Aug 07, 2019

Consumers’ increasing ability to watch content where and when they want is a massive opportunity for marketers.

  • Break It Down is a series where we dissect the topics, technologies, and jargon that matter most to marketers and advertisers.

Video on demand, or VOD, is a rapidly growing way to consume content. Thanks to its convenience and availability, it’s become increasingly popular among consumers.

By 2023, the global VOD market is expected to be worth $93.99 billion, up from $56.3 billion in 2017, according to MarketWatch. That’s because VOD, which is online video content accessible with the click of a button on a smartphone, TV, or laptop, has granted consumers unprecedented choice in what to watch, and where and how to watch it. For advertisers, that creates massive opportunity for greater control and flexibility in reaching and impacting viewers. They know exactly who saw the ad, where they saw it, and what they did next.

Here's everything else you need to know about VOD:

What it is:

When most people think VOD, they think Netflix, Hulu, or Pluto TV—and they’re right to do so. Their apps and websites let consumers choose TV shows, movies, documentaries, sports, educational programs and more,  to watch wherever and as often as they want.  VOD, however, first arrived in the early 1990s, when Time Warner and Bell Atlantic experimented with on-demand for films. Offerings eventually expanded to include TV programs and other content. Netflix - which launched as a DVD rental service in 1997 -  jump started the streaming revolution when they diversified into streaming in 2007. Since then, streaming services have proliferated as smart TVs have arrived with built-in internet connectivity to access VOD without a laptop or mobile device.

How it works:

VOD is distributed through set-top boxes (STBs) and over-the-top (OTT) devices—smart TVs, Google’s Chromecast, Amazon’s Fire Stick—that enable viewers to wirelessly stream video  from any connected device to their TV set.

Some VOD content—Netflix, Amazon Prime Video—requires a subscription (SVOD), while other services, such as Pluto TV or The Roku Channel, are free for consumers, but supported by ad revenue (AVOD). A third model—transactional video on demand (TVOD)—provides a pay-as-you go experience.

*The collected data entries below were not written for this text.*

//! Bounded retry with backoff and jitter for transient agent failures.

use crate::cancellation::CancellationToken;
use crate::errors::AgentError;
use rand::Rng;
use serde::{Deserialize, Serialize};
use std::future::Future;
use std::time::Duration;
use tracing::debug;

/// Backoff strategy for retry delays.
#[derive(Debug, Clone, Copy, PartialEq, Eq, Default, Serialize, Deserialize)]
#[serde(rename_all = "snake_case")]
pub enum BackoffStrategy {
    /// delay = base * 2^retry
    #[default]
    Exponential,
    /// delay = base * (retry + 1)
    Linear,
    /// delay = base
    Constant,
}

/// Jitter strategy applied on top of the backoff delay.
#[derive(Debug, Clone, Copy, PartialEq, Eq, Default, Serialize, Deserialize)]
#[serde(rename_all = "snake_case")]
pub enum JitterStrategy {
    /// No jitter.
    None,
    /// Random from 0 to delay.
    #[default]
    Full,
    /// Half fixed, half random.
    Equal,
    /// min(max, random(base, prev * 3)).
    Decorrelated,
}

/// Retry policy for completion calls.
#[derive(Debug, Clone, PartialEq, Eq, Serialize, Deserialize)]
pub struct RetryConfig {
    /// Attempts including the first one.
    #[serde(default = "default_max_attempts")]
    pub max_attempts: u32,
    /// Base delay between attempts in milliseconds.
    #[serde(default = "default_base_delay_ms")]
    pub base_delay_ms: u64,
    /// Delay cap in milliseconds.
    #[serde(default = "default_max_delay_ms")]
    pub max_delay_ms: u64,
    /// Backoff strategy.
    #[serde(default)]
    pub backoff: BackoffStrategy,
    /// Jitter strategy.
    #[serde(default)]
    pub jitter: JitterStrategy,
}

fn default_max_attempts() -> u32 {
    3
}

fn default_base_delay_ms() -> u64 {
    500
}

fn default_max_delay_ms() -> u64 {
    30_000
}

impl Default for RetryConfig {
    fn default() -> Self {
        Self {
            max_attempts: default_max_attempts(),
            base_delay_ms: default_base_delay_ms(),
            max_delay_ms: default_max_delay_ms(),
            backoff: BackoffStrategy::default(),
            jitter: JitterStrategy::default(),
        }
    }
}

impl RetryConfig {
    /// Creates the default policy.
    #[must_use]
    pub fn new() -> Self {
        Self::default()
    }

    /// Sets the maximum attempts.
    #[must_use]
    pub fn with_max_attempts(mut self, attempts: u32) -> Self {
        self.max_attempts = attempts;
        self
    }

    /// Sets the base delay.
    #[must_use]
    pub fn with_base_delay_ms(mut self, delay: u64) -> Self {
        self.base_delay_ms = delay;
        self
    }

    /// Sets the maximum delay.
    #[must_use]
    pub fn with_max_delay_ms(mut self, delay: u64) -> Self {
        self.max_delay_ms = delay;
        self
    }

    /// Sets the backoff strategy.
    #[must_use]
    pub fn with_backoff(mut self, strategy: BackoffStrategy) -> Self {
        self.backoff = strategy;
        self
    }

    /// Sets the jitter strategy.
    #[must_use]
    pub fn with_jitter(mut self, strategy: JitterStrategy) -> Self {
        self.jitter = strategy;
        self
    }
}

/// Delay bookkeeping for one retried operation.
#[derive(Debug, Default)]
pub struct RetryState {
    /// Retries performed so far.
    pub retries: u32,
    previous_delay_ms: Option<u64>,
}

impl RetryState {
    /// Creates a fresh state.
    #[must_use]
    pub fn new() -> Self {
        Self::default()
    }

    /// Delay before the next retry.
    pub fn next_delay(&mut self, config: &RetryConfig) -> Duration {
        let base = config.base_delay_ms;
        let max = config.max_delay_ms;

        let delay = match config.backoff {
            BackoffStrategy::Exponential => {
                base.saturating_mul(2u64.saturating_pow(self.retries)).min(max)
            }
            BackoffStrategy::Linear => base
                .saturating_mul(u64::from(self.retries) + 1)
                .min(max),
            BackoffStrategy::Constant => base.min(max),
        };

        let jittered = match config.jitter {
            JitterStrategy::None => delay,
            JitterStrategy::Full => {
                if delay == 0 {
                    0
                } else {
                    rand::thread_rng().gen_range(0..=delay)
                }
            }
            JitterStrategy::Equal => {
                let half = delay / 2;
                if half == 0 {
                    delay
                } else {
                    half + rand::thread_rng().gen_range(0..=half)
                }
            }
            JitterStrategy::Decorrelated => {
                let prev = self.previous_delay_ms.unwrap_or(base);
                let upper = prev.saturating_mul(3).min(max);
                if upper <= base {
                    base
                } else {
                    rand::thread_rng().gen_range(base..=upper)
                }
            }
        };

        self.previous_delay_ms = Some(jittered);
        self.retries += 1;
        Duration::from_millis(jittered)
    }
}

/// Runs `operation`, retrying transient failures.
///
/// Permanent errors return immediately. The cancellation token is checked
/// before every attempt; once set, no new attempt starts.
pub async fn retry_transient<T, F, Fut>(
    config: &RetryConfig,
    cancel: &CancellationToken,
    key: &str,
    mut operation: F,
) -> Result<T, AgentError>
where
    F: FnMut() -> Fut,
    Fut: Future<Output = Result<T, AgentError>>,
{
    let mut state = RetryState::new();
    let max_attempts = config.max_attempts.max(1);

    loop {
        if cancel.is_cancelled() {
            return Err(AgentError::Cancelled(
                cancel.reason().unwrap_or_else(|| "cancelled".to_string()),
            ));
        }

        match operation().await {
            Ok(value) => return Ok(value),
            Err(err) if err.is_transient() && state.retries + 1 < max_attempts => {
                let delay = state.next_delay(config);
                debug!(
                    key = %key,
                    attempt = state.retries,
                    delay_ms = u64::try_from(delay.as_millis()).unwrap_or(u64::MAX),
                    error = %err,
                    "Retrying after transient error"
                );
                tokio::time::sleep(delay).await;
            }
            Err(err) => return Err(err),
        }
    }
}

#[cfg(test)]
mod tests {
    use super::*;
    use std::sync::atomic::{AtomicU32, Ordering};
    use std::sync::Arc;

    fn fast() -> RetryConfig {
        RetryConfig::new()
            .with_base_delay_ms(1)
            .with_jitter(JitterStrategy::None)
    }

    #[test]
    fn test_retry_config_defaults() {
        let config: RetryConfig = serde_json::from_str("{}").unwrap();
        assert_eq!(config, RetryConfig::default());
        assert_eq!(config.max_attempts, 3);
        assert_eq!(config.backoff, BackoffStrategy::Exponential);
        assert_eq!(config.jitter, JitterStrategy::Full);
    }

    #[test]
    fn test_exponential_delays() {
        let config = RetryConfig::new()
            .with_base_delay_ms(100)
            .with_jitter(JitterStrategy::None);
        let mut state = RetryState::new();

        assert_eq!(state.next_delay(&config), Duration::from_millis(100));
        assert_eq!(state.next_delay(&config), Duration::from_millis(200));
        assert_eq!(state.next_delay(&config), Duration::from_millis(400));
    }

    #[test]
    fn test_linear_and_constant_delays() {
        let linear = RetryConfig::new()
            .with_base_delay_ms(100)
            .with_backoff(BackoffStrategy::Linear)
            .with_jitter(JitterStrategy::None);
        let mut state = RetryState::new();
        state.next_delay(&linear);
        assert_eq!(state.next_delay(&linear), Duration::from_millis(200));

        let constant = linear.with_backoff(BackoffStrategy::Constant);
        let mut state = RetryState::new();
        state.retries = 7;
        assert_eq!(state.next_delay(&constant), Duration::from_millis(100));
    }

    #[test]
    fn test_delay_capped() {
        let config = RetryConfig::new()
            .with_base_delay_ms(1000)
            .with_max_delay_ms(5000)
            .with_jitter(JitterStrategy::None);
        let mut state = RetryState::new();
        state.retries = 10;
        assert_eq!(state.next_delay(&config), Duration::from_millis(5000));
    }

    #[test]
    fn test_jitter_bounds() {
        let full = RetryConfig::new()
            .with_base_delay_ms(100)
            .with_backoff(BackoffStrategy::Constant);
        let equal = full.clone().with_jitter(JitterStrategy::Equal);
        let decorrelated = full.clone().with_jitter(JitterStrategy::Decorrelated);

        for _ in 0..20 {
            assert!(RetryState::new().next_delay(&full) <= Duration::from_millis(100));
            let d = RetryState::new().next_delay(&equal);
            assert!(d >= Duration::from_millis(50) && d <= Duration::from_millis(100));
            let d = RetryState::new().next_delay(&decorrelated);
            assert!(d >= Duration::from_millis(100) && d <= Duration::from_millis(300));
        }
    }

    #[tokio::test]
    async fn test_transient_then_success() {
        let calls = Arc::new(AtomicU32::new(0));
        let cancel = CancellationToken::new();

        let result = retry_transient(&fast(), &cancel, "requirements", || {
            let calls = calls.clone();
            async move {
                if calls.fetch_add(1, Ordering::SeqCst) < 2 {
                    Err(AgentError::transient("503"))
                } else {
                    Ok("spec")
                }
            }
        })
        .await;

        assert_eq!(result, Ok("spec"));
        assert_eq!(calls.load(Ordering::SeqCst), 3);
    }

    #[tokio::test]
    async fn test_gives_up_after_max_attempts() {
        let calls = Arc::new(AtomicU32::new(0));
        let cancel = CancellationToken::new();

        let result: Result<(), _> = retry_transient(&fast(), &cancel, "testing", || {
            let calls = calls.clone();
            async move {
                calls.fetch_add(1, Ordering::SeqCst);
                Err(AgentError::Timeout { timeout_ms: 5 })
            }
        })
        .await;

        assert_eq!(result, Err(AgentError::Timeout { timeout_ms: 5 }));
        assert_eq!(calls.load(Ordering::SeqCst), 3);
    }

    #[tokio::test]
    async fn test_permanent_not_retried() {
        let calls = Arc::new(AtomicU32::new(0));
        let cancel = CancellationToken::new();

        let result: Result<(), _> = retry_transient(&fast(), &cancel, "review", || {
            let calls = calls.clone();
            async move {
                calls.fetch_add(1, Ordering::SeqCst);
                Err(AgentError::permanent("unparseable"))
            }
        })
        .await;

        assert!(matches!(result, Err(AgentError::Permanent(_))));
        assert_eq!(calls.load(Ordering::SeqCst), 1);
    }

    #[tokio::test]
    async fn test_cancellation_stops_at_retry_boundary() {
        let calls = Arc::new(AtomicU32::new(0));
        let cancel = Arc::new(CancellationToken::new());

        let result: Result<(), _> = retry_transient(&fast(), &cancel, "implementation", || {
            let calls = calls.clone();
            let cancel = cancel.clone();
            async move {
                calls.fetch_add(1, Ordering::SeqCst);
                cancel.cancel("user abort");
                Err(AgentError::transient("429"))
            }
        })
        .await;

        assert_eq!(result, Err(AgentError::Cancelled("user abort".into())));
        assert_eq!(calls.load(Ordering::SeqCst), 1);
    }
}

Watching a Wild N’ Out #WildStyle clip posted to YouTube Red (SVOD)—is a different experience than binge-watching Forensic Files on Pluto TV (AVOD), which in turn differs from the the pay-per-download model of buying episodes of RuPaul's Drag Race in the Google Play Store(TVOD).

Many popular services also operate with multiple tiers. Hulu, for example, offers a free ad-supported (AVOD) plan and a subscription-fee based (SVOD) plan, as does YouTube.

Why it matters:

As adoption of what-you-want-when-you-want-it VOD services increases, cord-cutting is on the rise. Advertisers, in turn, are shifting more of their budget to AVOD, which is a native environment for addressable, or targeted, TV ads.

The upside:

"An advertiser can now set a TV campaign live and have it delivering on a TV show in a legacy VOD environment within 15 minutes."

Frank Sinton

President of Beachfront Media

  • For consumers: On-demand content at a per-service price far lower than cable, and often free.
  • For advertisers: Far more platforms—mobile devices, computers, smart TVs—to reach consumers, and far more advanced capabilities to target specific audiences
  • For distributors: Increased revenue through ad campaigns delivered in the VOD space. Beachfront Media president and founder Frank Sinton told TV Revival, “An advertiser can now set a TV campaign live and have it delivering on a TV show in a legacy VOD environment within 15 minutes.”

The downside:

  • For consumers: The proliferation of subscription services can easily cancel the cord-cutting cost savings and lead to subscription fatigue. The average U.S. consumer has at least three video streaming services, and more are on the way, as Apple, Disney, WarnerMedia, and more plan to launch streaming services later this year.
  • For advertisers: While AVOD is rapidly growing, SVOD and TVOD are closed to ads,  lessening opportunities for ad-based media and ad buyers alike.
  • For distributors: While it’s growing rapidly, vMVPD, or services that aggregate live and on-demand linear television but deliver the content over the internet. use is still small. In April 2018, 5% (4.9MM) of U.S. households with Wi-Fi streamed a pure-play vMVPD on their television.

The big takeaway:

VOD has revolutionized viewing habits by allowing people to watch content of all kinds when and where they want, while offering advertisers more opportunity to target specific demos with addressable and programmatic ads. It only continues to grow. The number of SVOD subscriptions in North America is set to climb by 110 million this year, while AVOD ad spend is outpacing dollars spent on other media, and is projected to be worth $47 billion by 2023. As convenient and easy-to-use VOD services  multiply and TV viewing becomes more personalized, if content isn’t available where and when consumers want it, they’ll go somewhere else.